Welche feministischen Perspektiven sind für dich zentral in der Kritik an staatlicher Gewalt – gerade im Hinblick auf Polizeireformen?

Ein intersektionaler Feminismus zeigt auf, dass staatliche Gewalt nicht alle gleich betrifft. Frauen, trans Personen, queere Menschen, People of Color, arme oder behinderte oder geflüchtete Menschen erleben Repression oft mehrfach – an den Grenzen, in Heimen, auf Ämtern oder durch die Polizei. Feministische Perspektiven helfen, diese Verwobenheit sichtbar zu machen – und fordern eine radikale Umkehr: von Kontrolle hin zu Fürsorge, von Strafe zu Gerechtigkeit.
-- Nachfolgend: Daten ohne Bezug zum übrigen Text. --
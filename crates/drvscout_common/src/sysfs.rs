//! Active device drivers discovered from the sysfs bus tree.
//!
//! Each scanned bus exposes `/sys/bus/<bus>/devices/<dev>/driver`, a symlink
//! into the driver registry when a driver is bound. The scan walks the buses
//! in a fixed order and reports each driver once, keyed on the first device
//! seen using it.

use std::collections::HashSet;
use std::fs;
use std::path::Path;

use tracing::debug;

/// Buses scanned for bound devices, in report order.
pub const BUS_TYPES: &[&str] = &["pci", "usb", "platform", "i2c", "spi"];

const SYSFS_BUS_ROOT: &str = "/sys/bus";

/// A device entry whose `driver` symlink resolved to a driver name.
#[derive(Debug, Clone, PartialEq, Eq)]
pub struct BoundDevice {
    /// Directory name of the device entry, e.g. `0000:00:02.0`.
    pub device: String,
    /// Final component of the resolved `driver` symlink, e.g. `i915`.
    pub driver: String,
}

/// Scan `/sys/bus` and return one entry per unique driver.
///
/// Buses missing a `devices` directory are skipped silently, as are devices
/// with nothing bound. Entries keep discovery order: bus by bus as listed in
/// [`BUS_TYPES`], devices in directory-iteration order within each bus.
pub fn active_drivers() -> Vec<BoundDevice> {
    scan_bus_tree(Path::new(SYSFS_BUS_ROOT))
}

fn scan_bus_tree(bus_root: &Path) -> Vec<BoundDevice> {
    let mut seen: HashSet<String> = HashSet::new();
    let mut bound = Vec::new();

    for bus in BUS_TYPES {
        let devices_dir = bus_root.join(bus).join("devices");
        let entries = match fs::read_dir(&devices_dir) {
            Ok(entries) => entries,
            Err(_) => {
                debug!("no {bus} bus on this machine, skipping");
                continue;
            }
        };

        for entry in entries.filter_map(Result::ok) {
            let Some(driver) = driver_of(&entry.path()) else {
                continue;
            };
            if !seen.insert(driver.clone()) {
                continue; // one row per driver, first device wins
            }
            bound.push(BoundDevice {
                device: entry.file_name().to_string_lossy().into_owned(),
                driver,
            });
        }
    }

    bound
}

/// Name of the driver bound to the device directory, if any.
///
/// The `driver` entry is a symlink into the bus driver registry; a missing
/// or dangling link both mean nothing is bound.
pub fn driver_of(device_dir: &Path) -> Option<String> {
    let link = device_dir.join("driver");
    let target = fs::read_link(&link).ok()?;
    if !link.exists() {
        return None;
    }
    Some(target.file_name()?.to_string_lossy().into_owned())
}

#[cfg(test)]
mod tests {
    use super::*;
    use std::os::unix::fs::symlink;
    use std::path::PathBuf;
    use tempfile::TempDir;

    /// Build `<root>/<bus>/devices/<device>`, optionally binding `driver`
    /// through a relative symlink into `<root>/<bus>/drivers/`.
    fn add_device(root: &Path, bus: &str, device: &str, driver: Option<&str>) -> PathBuf {
        let device_dir = root.join(bus).join("devices").join(device);
        fs::create_dir_all(&device_dir).unwrap();
        if let Some(driver) = driver {
            fs::create_dir_all(root.join(bus).join("drivers").join(driver)).unwrap();
            symlink(
                format!("../../drivers/{driver}"),
                device_dir.join("driver"),
            )
            .unwrap();
        }
        device_dir
    }

    #[test]
    fn resolves_bound_driver_name() {
        let root = TempDir::new().unwrap();
        let device_dir = add_device(root.path(), "pci", "0000:00:02.0", Some("i915"));
        assert_eq!(driver_of(&device_dir), Some("i915".to_string()));
    }

    #[test]
    fn unbound_device_has_no_driver() {
        let root = TempDir::new().unwrap();
        let device_dir = add_device(root.path(), "pci", "0000:00:1f.0", None);
        assert_eq!(driver_of(&device_dir), None);
    }

    #[test]
    fn dangling_driver_link_counts_as_unbound() {
        let root = TempDir::new().unwrap();
        let device_dir = add_device(root.path(), "usb", "1-1", None);
        symlink("../../drivers/ghost", device_dir.join("driver")).unwrap();
        assert_eq!(driver_of(&device_dir), None);
    }

    #[test]
    fn devices_sharing_a_driver_produce_one_entry() {
        let root = TempDir::new().unwrap();
        add_device(root.path(), "usb", "1-1", Some("usbhid"));
        add_device(root.path(), "usb", "1-2", Some("usbhid"));

        let bound = scan_bus_tree(root.path());
        assert_eq!(bound.len(), 1);
        assert_eq!(bound[0].driver, "usbhid");
        assert!(bound[0].device == "1-1" || bound[0].device == "1-2");
    }

    #[test]
    fn buses_are_scanned_in_fixed_order() {
        let root = TempDir::new().unwrap();
        add_device(root.path(), "usb", "1-1", Some("btusb"));
        add_device(root.path(), "pci", "0000:00:1f.3", Some("ahci"));

        let drivers: Vec<String> = scan_bus_tree(root.path())
            .into_iter()
            .map(|b| b.driver)
            .collect();
        assert_eq!(drivers, vec!["ahci".to_string(), "btusb".to_string()]);
    }

    #[test]
    fn missing_buses_are_skipped_silently() {
        let root = TempDir::new().unwrap();
        add_device(root.path(), "i2c", "0-0050", Some("at24"));

        let bound = scan_bus_tree(root.path());
        assert_eq!(bound.len(), 1);
        assert_eq!(bound[0].device, "0-0050");
    }
}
Du hast dich mit Hatespeech beschäftigt – was hilft dir persönlich, mit digitaler Gewalt umzugehen?

Digitale Gewalt ist keine virtuelle Nebensache, sondern realer Stress, oft mit psychischen und sozialen Folgen. Aus Worten können auch schnell Taten werden. Was hilft, ist solidarische Vernetzung – mit Menschen, die ähnliche Erfahrungen machen, mit praktischer Unterstützung beim Dokumentieren, Melden, rechtlich Vorgehen. Gleichzeitig braucht es aber auch politische Verantwortung: Plattformen müssen stärker reguliert werden, damit sie Betroffene nicht alleinlassen.

Du bist auch in den Sozialen Medien aktiv – was bringt es, direkt mit Antifeminist:innen in den Diskurs zu gehen, zum Beispiel auf Instagram oder TikTok?

Nicht jede Diskussion ist sinnvoll – viele antifeministische oder rassistische Kommentare sind bewusst destruktiv. Aber sichtbare Gegenrede kann wichtig sein, gerade für jene, die mitlesen und vielleicht zum ersten Mal feministische oder antirassistische Positionen sehen.

Wichtig ist, sich nicht ausbrennen zu lassen – nicht jede*r muss alles beantworten. Manchmal ist Schweigen auch ein Akt der Selbstfürsorge. Andererseits sollten deren „Thesen“ nicht einfach so im Internet stehen dürfen, wir brauchen da viel mehr Bewusstsein für, wie gefährlich das für junge Heranwachsende ist.